▸ **Task to complete**
The records sit below. Return every line in them that holds the word "else".

▸ **Data for processing**
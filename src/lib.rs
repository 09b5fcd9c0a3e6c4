// Library exports for docpreview
pub mod auth_url;
pub mod cli;
pub mod clone;
pub mod command;
pub mod config;
pub mod git;
pub mod http;
pub mod lock;
pub mod output;
pub mod preview;
pub mod probe;
pub mod site;
pub mod status;
pub mod tail;
pub mod target;
//! Clone destination handling
//!
//! The target directory must be absent or empty before a clone. It is
//! never deleted here; a failed clone leaves its partial state in place.

use std::path::{Path, PathBuf};
use thiserror::Error;

/// Cap on entries reported by [`listing`]
pub const MAX_LISTING_ENTRIES: usize = 200;

#[derive(Error, Debug)]
pub enum TargetError {
    #[error("Target directory '{}' is not empty", path.display())]
    NotEmpty { path: PathBuf },

    #[error("Failed to create directory {}: {source}", path.display())]
    CreateDir {
        path: PathBuf,
        source: std::io::Error,
    },

    #[error("Failed to read directory {}: {source}", path.display())]
    ReadDir {
        path: PathBuf,
        source: std::io::Error,
    },
}

/// Make sure `target` is a directory that a clone can populate
///
/// - missing: created (with parents)
/// - empty directory: left alone
/// - anything else (a file, or a directory with entries): `NotEmpty`
pub fn ensure_clean(target: &Path) -> Result<(), TargetError> {
    if !target.exists() {
        return std::fs::create_dir_all(target).map_err(|source| TargetError::CreateDir {
            path: target.to_path_buf(),
            source,
        });
    }

    if target.is_dir() && is_empty_dir(target)? {
        return Ok(());
    }

    Err(TargetError::NotEmpty {
        path: target.to_path_buf(),
    })
}

fn is_empty_dir(path: &Path) -> Result<bool, TargetError> {
    let mut entries = std::fs::read_dir(path).map_err(|source| TargetError::ReadDir {
        path: path.to_path_buf(),
        source,
    })?;
    Ok(entries.next().is_none())
}

/// Sorted entry names of `dir`, at most [`MAX_LISTING_ENTRIES`]
pub fn listing(dir: &Path) -> Result<Vec<String>, TargetError> {
    let entries = std::fs::read_dir(dir).map_err(|source| TargetError::ReadDir {
        path: dir.to_path_buf(),
        source,
    })?;

    let mut names: Vec<String> = entries
        .filter_map(|e| e.ok())
        .map(|e| e.file_name().to_string_lossy().into_owned())
        .collect();
    names.sort();
    names.truncate(MAX_LISTING_ENTRIES);
    Ok(names)
}
use std::fs;
use std::path::{Path, PathBuf};
use std::process::{Command, Output};

use tempfile::TempDir;

pub struct TestContext {
    pub bin_path: PathBuf,
    verbose: bool,
}

/// Isolated HOME plus a config that keeps every path inside it
pub struct TestEnv {
    _dir: TempDir,
    pub root: PathBuf,
    pub home: PathBuf,
    pub xdg_config: PathBuf,
    /// Clone destination configured for this env
    pub target_dir: PathBuf,
    /// Preview log configured for this env
    pub log_path: PathBuf,
}

pub struct CommandOutput {
    pub status: i32,
    pub stdout: String,
    pub stderr: String,
}

impl TestContext {
    pub fn new() -> Result<Self, String> {
        let bin_path = PathBuf::from(env!("CARGO_BIN_EXE_docpreview"));
        if !bin_path.is_file() {
            return Err(format!("binary not built: {}", bin_path.display()));
        }
        Ok(Self {
            bin_path,
            verbose: std::env::var_os("DOCPREVIEW_E2E_LOG").is_some(),
        })
    }

    pub fn create_env(&self, name: &str) -> Result<TestEnv, String> {
        let dir = tempfile::Builder::new()
            .prefix(&format!("docpreview-e2e-{}-", name))
            .tempdir()
            .map_err(|e| format!("Failed to create temp dir: {}", e))?;
        let root = dir.path().to_path_buf();
        let home = root.join("home");
        let xdg_config = home.join(".config");

        let env = TestEnv {
            target_dir: root.join("documentation-dev"),
            log_path: root.join("hugo-server.log"),
            _dir: dir,
            root,
            home,
            xdg_config,
        };

        let config = serde_json::json!({
            "target_dir": env.target_dir,
            "log_path": env.log_path,
            "module_cache_dir": env.root.join("hugo_cache"),
            "site_program": "no-such-site-tool-xyz",
            "preview_port": closed_port()?,
            "probe_timeout_ms": 100,
            "readiness_attempts": 2,
            "readiness_interval_ms": 50
        });
        write_file(
            &env.xdg_config.join("docpreview").join("config.json"),
            &config.to_string(),
        )?;

        Ok(env)
    }

    pub fn run_docpreview(&self, env: &TestEnv, args: &[&str]) -> Result<CommandOutput, String> {
        self.run_docpreview_with_env(env, args, &[])
    }

    /// Run the binary against `env`, with `extra_env` layered on top
    pub fn run_docpreview_with_env(
        &self,
        env: &TestEnv,
        args: &[&str],
        extra_env: &[(&str, &str)],
    ) -> Result<CommandOutput, String> {
        if self.verbose {
            eprintln!("    $ docpreview {}", args.join(" "));
        }
        let mut cmd = Command::new(&self.bin_path);
        cmd.args(args)
            .current_dir(&env.root)
            .env("HOME", &env.home)
            .env("XDG_CONFIG_HOME", &env.xdg_config)
            .env("RUST_LOG", "docpreview=warn")
            .env_remove("DOCPREVIEW_CONFIG")
            .env_remove("DOCPREVIEW_PASSWORD")
            .envs(extra_env.iter().copied());
        capture(&mut cmd)
    }

    pub fn run_system_command(
        &self,
        program: &str,
        args: &[&str],
        cwd: &Path,
    ) -> Result<CommandOutput, String> {
        if self.verbose {
            eprintln!("    $ {} {} (in {})", program, args.join(" "), cwd.display());
        }
        capture(Command::new(program).args(args).current_dir(cwd))
    }

    pub fn command_available(&self, program: &str) -> bool {
        Command::new(program)
            .arg("--version")
            .output()
            .map(|o| o.status.success())
            .unwrap_or(false)
    }
}

fn capture(cmd: &mut Command) -> Result<CommandOutput, String> {
    cmd.output()
        .map(CommandOutput::from)
        .map_err(|e| format!("Failed to run {:?}: {}", cmd.get_program(), e))
}

impl From<Output> for CommandOutput {
    fn from(output: Output) -> Self {
        Self {
            status: output.status.code().unwrap_or(-1),
            stdout: String::from_utf8_lossy(&output.stdout).into_owned(),
            stderr: String::from_utf8_lossy(&output.stderr).into_owned(),
        }
    }
}

impl CommandOutput {
    pub fn assert_success(&self) -> Result<(), String> {
        if self.status != 0 {
            return Err(format!(
                "exit {} (expected 0)\nstdout: {}\nstderr: {}",
                self.status, self.stdout, self.stderr
            ));
        }
        Ok(())
    }

    pub fn assert_failure(&self) -> Result<(), String> {
        if self.status == 0 {
            return Err(format!("exit 0 (expected failure)\nstdout: {}", self.stdout));
        }
        Ok(())
    }

    pub fn assert_stdout_contains(&self, needle: &str) -> Result<(), String> {
        contains("stdout", &self.stdout, needle)
    }

    pub fn assert_stderr_contains(&self, needle: &str) -> Result<(), String> {
        contains("stderr", &self.stderr, needle)
    }
}

fn contains(stream: &str, haystack: &str, needle: &str) -> Result<(), String> {
    if haystack.contains(needle) {
        Ok(())
    } else {
        Err(format!("{} lacks {:?}:\n{}", stream, needle, haystack))
    }
}

pub fn write_file(path: &Path, content: &str) -> Result<(), String> {
    if let Some(parent) = path.parent() {
        ensure_dir(parent)?;
    }
    fs::write(path, content).map_err(|e| format!("Failed to write {}: {}", path.display(), e))
}

pub fn read_file(path: &Path) -> Result<String, String> {
    fs::read_to_string(path).map_err(|e| format!("Failed to read {}: {}", path.display(), e))
}

pub fn ensure_dir(path: &Path) -> Result<(), String> {
    fs::create_dir_all(path).map_err(|e| format!("Failed to create {}: {}", path.display(), e))
}

pub fn parse_json(output: &str) -> Result<serde_json::Value, String> {
    serde_json::from_str(output).map_err(|e| format!("Invalid JSON output: {}\n{}", e, output))
}

/// A localhost port with nothing listening on it
pub fn closed_port() -> Result<u16, String> {
    let listener = std::net::TcpListener::bind("127.0.0.1:0")
        .map_err(|e| format!("Failed to bind probe port: {}", e))?;
    listener
        .local_addr()
        .map(|addr| addr.port())
        .map_err(|e| e.to_string())
}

▸ **Task result**
/// - anything else (a file, or a directory with entries): `NotEmpty`
    } else {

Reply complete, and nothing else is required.